Wednesday, November 14, 2012

Women in Science: Colgate and Beyond

                Tuesday’s Brown Bag opened with the topic of women in the science field nationally and moved to women in science at Colgate. It was interesting to see statistics on how women who are pursuing science are doing in terms of success in their careers and what we can expect to see in the future.  This presentation was followed by a panel discussion about women’s experiences in their science careers at Colgate. The panel was made up of Colgate professors Catherine Herne, Krista Ingram, Rebecca Metzler, and Kristin Pangallo. Catherine Herne is a visiting Professor of Physics, Krista Ingram is an Assistant Professor of Biology, Rebecca Metzler is an Asssistant Professor of Physics, and Kristin Pangallo is an Assistant Professor of Chemistry. They spoke about how their interest in science began and when they decided to pursue it as a career. A few of the women had parents who were science professors themselves and cultivated their love of science while others discovered their talent while studying in undergraduate school. The professors also discussed instances of gender based discrimination they faced and lack of support from their peers. With the exception of Professor Ingram’s experience in her biology grad program, they all said they were largely outnumbered in the classroom and were at times underestimated because of their gender.
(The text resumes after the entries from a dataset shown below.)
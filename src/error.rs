//! Error types for readview.
//!
//! This module defines the error types returned by the parsing entry points.

/// Error type for article extraction.
#[derive(Debug, thiserror::Error)]
pub enum Error {
    /// The input document was empty (or whitespace only).
    #[error("No document to parse")]
    EmptyDocument,

    /// The document exceeds the configured element budget.
    #[error("Aborting parsing document; {0} elements found")]
    TooManyElements(usize),
}

/// Result type alias for extraction operations.
pub type Result<T> = std::result::Result<T, Error>;
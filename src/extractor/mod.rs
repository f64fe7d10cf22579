//! The grab-and-prepare stage of extraction.
//!
//! [`pipeline`] walks the document, scores paragraph containers, picks the
//! top candidate and its related siblings, and retries with progressively
//! relaxed flags when the result is too small. [`pruning`] cleans the
//! collected subtree. [`state`] holds the flag ladder both share.

pub(crate) mod pipeline;
pub(crate) mod pruning;
pub(crate) mod state;
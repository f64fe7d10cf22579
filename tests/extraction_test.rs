//! End-to-end extraction tests: the full pipeline from raw HTML to the
//! result record.

use readview::{dom, parse, parse_with_options, text, Options, Readability};

/// Compare two HTML fragments structurally: pre-order walk, whitespace-only
/// text nodes skipped, interior whitespace collapsed, tag names and
/// attribute sets asserted equal.
fn assert_same_tree(actual_html: &str, expected_html: &str) {
    let actual = dom::parse_html(actual_html);
    let actual_body = actual.select_first("body").unwrap().as_node().clone();
    let expected = dom::parse_html(expected_html);
    let expected_body = expected.select_first("body").unwrap().as_node().clone();
    assert_node_eq(&actual_body, &expected_body, "body");
}

fn meaningful_children(node: &dom::NodeRef) -> Vec<dom::NodeRef> {
    node.children()
        .filter(|c| {
            if c.as_element().is_some() {
                return true;
            }
            c.as_text()
                .is_some_and(|t| !t.borrow().trim().is_empty())
        })
        .collect()
}

fn collapse(text: &str) -> String {
    text.split_whitespace().collect::<Vec<_>>().join(" ")
}

fn assert_node_eq(actual: &dom::NodeRef, expected: &dom::NodeRef, path: &str) {
    match (actual.as_element(), expected.as_element()) {
        (Some(_), Some(_)) => {
            assert_eq!(
                dom::tag_name(actual),
                dom::tag_name(expected),
                "tag mismatch at {path}"
            );
            let mut actual_attrs = dom::attr_pairs(actual);
            let mut expected_attrs = dom::attr_pairs(expected);
            actual_attrs.sort();
            expected_attrs.sort();
            assert_eq!(actual_attrs, expected_attrs, "attribute mismatch at {path}");
        }
        (None, None) => {
            let actual_text = actual.as_text().map(|t| collapse(&t.borrow()));
            let expected_text = expected.as_text().map(|t| collapse(&t.borrow()));
            assert_eq!(actual_text, expected_text, "text mismatch at {path}");
            return;
        }
        _ => panic!("node kind mismatch at {path}"),
    }

    let actual_children = meaningful_children(actual);
    let expected_children = meaningful_children(expected);
    assert_eq!(
        actual_children.len(),
        expected_children.len(),
        "child count mismatch at {path} (actual: {actual_children:?})",
    );
    for (i, (a, e)) in actual_children.iter().zip(&expected_children).enumerate() {
        let child_path = format!(
            "{path}/{}[{i}]",
            dom::tag_name(a).unwrap_or_else(|| "#text".to_string())
        );
        assert_node_eq(a, e, &child_path);
    }
}

const LOREM: &str = "Lorem ipsum dolor sit amet, consectetur adipiscing elit. Nunc mollis leo lacus, vitae semper nisl ullamcorper ut.";

#[test]
fn custom_video_host_survives_every_cleaning_pass() {
    let html = format!(
        "<html><body><p>{LOREM}</p>\
         <iframe src=\"https://mycustomdomain.com/some-embeds\"></iframe></body></html>"
    );
    let options = Options {
        char_threshold: 20,
        allowed_video_regex: Some(regex::Regex::new(r".*mycustomdomain.com.*").unwrap()),
        ..Options::default()
    };
    let article = parse_with_options(&html, options).unwrap();

    let expected = format!(
        "<div id=\"readability-page-1\" class=\"page\"><p>{LOREM}</p>\
         <iframe src=\"https://mycustomdomain.com/some-embeds\"></iframe></div>"
    );
    assert_same_tree(article.content.as_deref().unwrap(), &expected);
}

#[test]
fn disallowed_iframe_is_removed() {
    let html = format!(
        "<html><body><p>{LOREM}</p>\
         <iframe src=\"https://ads.example.net/slot\"></iframe></body></html>"
    );
    let article = parse_with_options(
        &html,
        Options {
            char_threshold: 20,
            ..Options::default()
        },
    )
    .unwrap();
    assert!(!article.content.unwrap().contains("iframe"));
}

#[test]
fn extraction_is_idempotent_on_text_content() {
    let html = format!(
        "<html><body><div class=\"article-body\">\
         <p>{LOREM}</p>\
         <p>Suspendisse potenti. Vivamus dignissim, odio in condimentum posuere, urna mi semper sapien, nec feugiat metus nulla in mi.</p>\
         </div></body></html>"
    );
    let options = Options {
        char_threshold: 50,
        ..Options::default()
    };
    let first = parse_with_options(&html, options.clone()).unwrap();
    let second = parse_with_options(first.content.as_deref().unwrap(), options).unwrap();

    let normalize = |s: &str| s.split_whitespace().collect::<Vec<_>>().join(" ");
    assert_eq!(
        normalize(first.text_content.as_deref().unwrap()),
        normalize(second.text_content.as_deref().unwrap())
    );
}

#[test]
fn returned_article_carries_no_presentational_attributes() {
    let html = format!(
        "<html><body><div class=\"content\">\
         <p style=\"color: red\" align=\"center\" bgcolor=\"white\">{LOREM}</p>\
         <p valign=\"top\" border=\"1\">Suspendisse potenti. Vivamus dignissim, odio in condimentum posuere urna.</p>\
         </div></body></html>"
    );
    let article = parse_with_options(
        &html,
        Options {
            char_threshold: 50,
            ..Options::default()
        },
    )
    .unwrap();
    let content = article.content.unwrap();
    for attr in ["style=", "align=", "bgcolor=", "valign=", "border="] {
        assert!(!content.contains(attr), "found {attr} in {content}");
    }
}

#[test]
fn returned_article_contains_no_h1() {
    let html = format!(
        "<html><body><div class=\"content\">\
         <h1>A Heading That Is Not The Page Title</h1>\
         <p>{LOREM}</p>\
         <p>Suspendisse potenti. Vivamus dignissim, odio in condimentum posuere urna.</p>\
         </div></body></html>"
    );
    let article = parse_with_options(
        &html,
        Options {
            char_threshold: 50,
            ..Options::default()
        },
    )
    .unwrap();
    let content = article.content.unwrap();
    assert!(!content.contains("<h1"));
    assert!(content.contains("<h2"));
}

#[test]
fn wrapper_div_has_reader_id_and_page_class() {
    let html = format!(
        "<html><body><div class=\"content\"><p>{LOREM}</p>\
         <p>Suspendisse potenti. Vivamus dignissim, odio in condimentum posuere urna.</p></div></body></html>"
    );
    let article = parse_with_options(
        &html,
        Options {
            char_threshold: 50,
            ..Options::default()
        },
    )
    .unwrap();

    let node = article.content_node.unwrap();
    let wrapper = dom::first_element_child(&node).unwrap();
    assert_eq!(dom::attr(&wrapper, "id").as_deref(), Some("readability-page-1"));
    assert_eq!(dom::attr(&wrapper, "class").as_deref(), Some("page"));
}

#[test]
fn retry_ladder_recovers_content_hidden_by_strict_flags() {
    // The only real content sits in a container whose class would be
    // stripped as unlikely; relaxation must bring it back.
    let body = "Sentence with quite a few ordinary words in it, repeated to look like prose. ";
    let html = format!(
        "<html><body><div class=\"sidebar\"><p>{}</p></div></body></html>",
        body.repeat(8)
    );
    let article = parse_with_options(
        &html,
        Options {
            char_threshold: 200,
            ..Options::default()
        },
    )
    .unwrap();
    let text = article.text_content.unwrap();
    assert!(text.contains("ordinary words"), "text was {text}");
}

#[test]
fn longest_attempt_wins_when_all_flags_fail() {
    let html = "<html><body><div class=\"content\"><p>Just a short sentence here.</p></div></body></html>";
    let article = parse(html).unwrap();
    // Too short for the default threshold, still returned as best effort.
    assert!(article
        .text_content
        .unwrap()
        .contains("Just a short sentence"));
}

#[test]
fn empty_document_yields_null_content() {
    let article = parse("<html><body></body></html>").unwrap();
    assert!(article.content.is_none());
    assert!(article.text_content.is_none());
    assert!(article.length.is_none());
    assert!(article.title.is_none());
}

#[test]
fn byline_is_removed_from_content_and_reported() {
    let html = format!(
        "<html><body><div class=\"content\">\
         <div class=\"byline\">By Jane Doe</div>\
         <p>{LOREM}</p>\
         <p>Suspendisse potenti. Vivamus dignissim, odio in condimentum posuere urna.</p>\
         </div></body></html>"
    );
    let article = parse_with_options(
        &html,
        Options {
            char_threshold: 50,
            ..Options::default()
        },
    )
    .unwrap();
    assert_eq!(article.byline.as_deref(), Some("By Jane Doe"));
    assert!(!article.content.unwrap().contains("Jane Doe"));
}

#[test]
fn text_direction_is_reported() {
    let html = format!(
        "<html><body dir=\"rtl\"><div class=\"content\"><p>{LOREM}</p>\
         <p>Suspendisse potenti. Vivamus dignissim, odio in condimentum posuere urna.</p></div></body></html>"
    );
    let article = parse_with_options(
        &html,
        Options {
            char_threshold: 50,
            ..Options::default()
        },
    )
    .unwrap();
    assert_eq!(article.dir.as_deref(), Some("rtl"));
}

#[test]
fn excerpt_falls_back_to_first_paragraph() {
    let html = format!(
        "<html><body><div class=\"content\"><p>{LOREM}</p>\
         <p>Suspendisse potenti. Vivamus dignissim, odio in condimentum posuere urna.</p></div></body></html>"
    );
    let article = parse_with_options(
        &html,
        Options {
            char_threshold: 50,
            ..Options::default()
        },
    )
    .unwrap();
    assert_eq!(article.excerpt.as_deref(), Some(LOREM));
}

#[test]
fn custom_serializer_is_used() {
    let html = format!(
        "<html><body><div class=\"content\"><p>{LOREM}</p>\
         <p>Suspendisse potenti. Vivamus dignissim, odio in condimentum posuere urna.</p></div></body></html>"
    );
    let article = parse_with_options(
        &html,
        Options {
            char_threshold: 50,
            serializer: Some(|node| format!("custom:{}", node.text_contents().len())),
            ..Options::default()
        },
    )
    .unwrap();
    assert!(article.content.unwrap().starts_with("custom:"));
}

#[test]
fn double_br_runs_become_paragraphs() {
    let text_a = "First block of prose that is comfortably longer than the minimum scoring length.";
    let text_b = "Second block of prose, also long enough to contribute its own paragraph score.";
    let html = format!("<html><body><div class=\"content\">{text_a}<br> <br>{text_b}</div></body></html>");
    let article = parse_with_options(
        &html,
        Options {
            char_threshold: 50,
            ..Options::default()
        },
    )
    .unwrap();
    let content = article.content.unwrap();
    assert!(!content.contains("<br"), "content was {content}");
    assert!(content.contains(text_a));
    assert!(content.contains(text_b));
}

#[test]
fn hidden_blocks_are_dropped() {
    let html = format!(
        "<html><body><div class=\"content\">\
         <div style=\"display:none\"><p>Invisible text that must never appear.</p></div>\
         <p>{LOREM}</p>\
         <p>Suspendisse potenti. Vivamus dignissim, odio in condimentum posuere urna.</p>\
         </div></body></html>"
    );
    let article = parse_with_options(
        &html,
        Options {
            char_threshold: 50,
            ..Options::default()
        },
    )
    .unwrap();
    assert!(!article.content.unwrap().contains("Invisible text"));
}

#[test]
fn content_length_matches_text_content() {
    let html = format!(
        "<html><body><div class=\"content\"><p>{LOREM}</p>\
         <p>Suspendisse potenti. Vivamus dignissim, odio in condimentum posuere urna.</p></div></body></html>"
    );
    let article = parse_with_options(
        &html,
        Options {
            char_threshold: 50,
            ..Options::default()
        },
    )
    .unwrap();
    assert_eq!(
        article.length.unwrap(),
        article.text_content.unwrap().chars().count()
    );
}

#[test]
fn construction_from_parsed_document() {
    let doc = dom::parse_html(&format!(
        "<html><body><div class=\"content\"><p>{LOREM}</p>\
         <p>Suspendisse potenti. Vivamus dignissim, odio in condimentum posuere urna.</p></div></body></html>"
    ));
    let article = Readability::from_document(
        doc,
        Options {
            char_threshold: 50,
            ..Options::default()
        },
    )
    .parse()
    .unwrap();
    assert!(article.content.is_some());
}

#[test]
fn similarity_helper_matches_documented_behavior() {
    // One-directional containment: every token of the shorter string
    // appears in the longer one.
    let sim = text::text_similarity("Breaking News: Foo Wins", "Foo Wins");
    assert!(sim > 0.99);
}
               I thought it was interesting to hear that although these women are all very accomplished and successful, they still have to re-assert their credibility at times because science still remains a largely male-dominated field. All of the members of the panels spoke highly of the mentors and advisers that they have had and highlighted the importance of forming connections and relationships with other women in the field. The professors’ discussion about the sort of comments they receive on their set forms at the end of the term was also interesting and a little disheartening. It did not surprise me that some students would underestimate how smart their Physics, Chemistry, or Bio professors are solely based on their gender, but it did surprise me that they would go as far to write it down on their evaluation forms. I think this just speaks a lack of self-awareness and privilege that those who have not experienced structural discrimination sometimes have and it was a good example of how much more work there is to be done.Overall, this was a great event and it was very interesting to hear about these professors' experiences.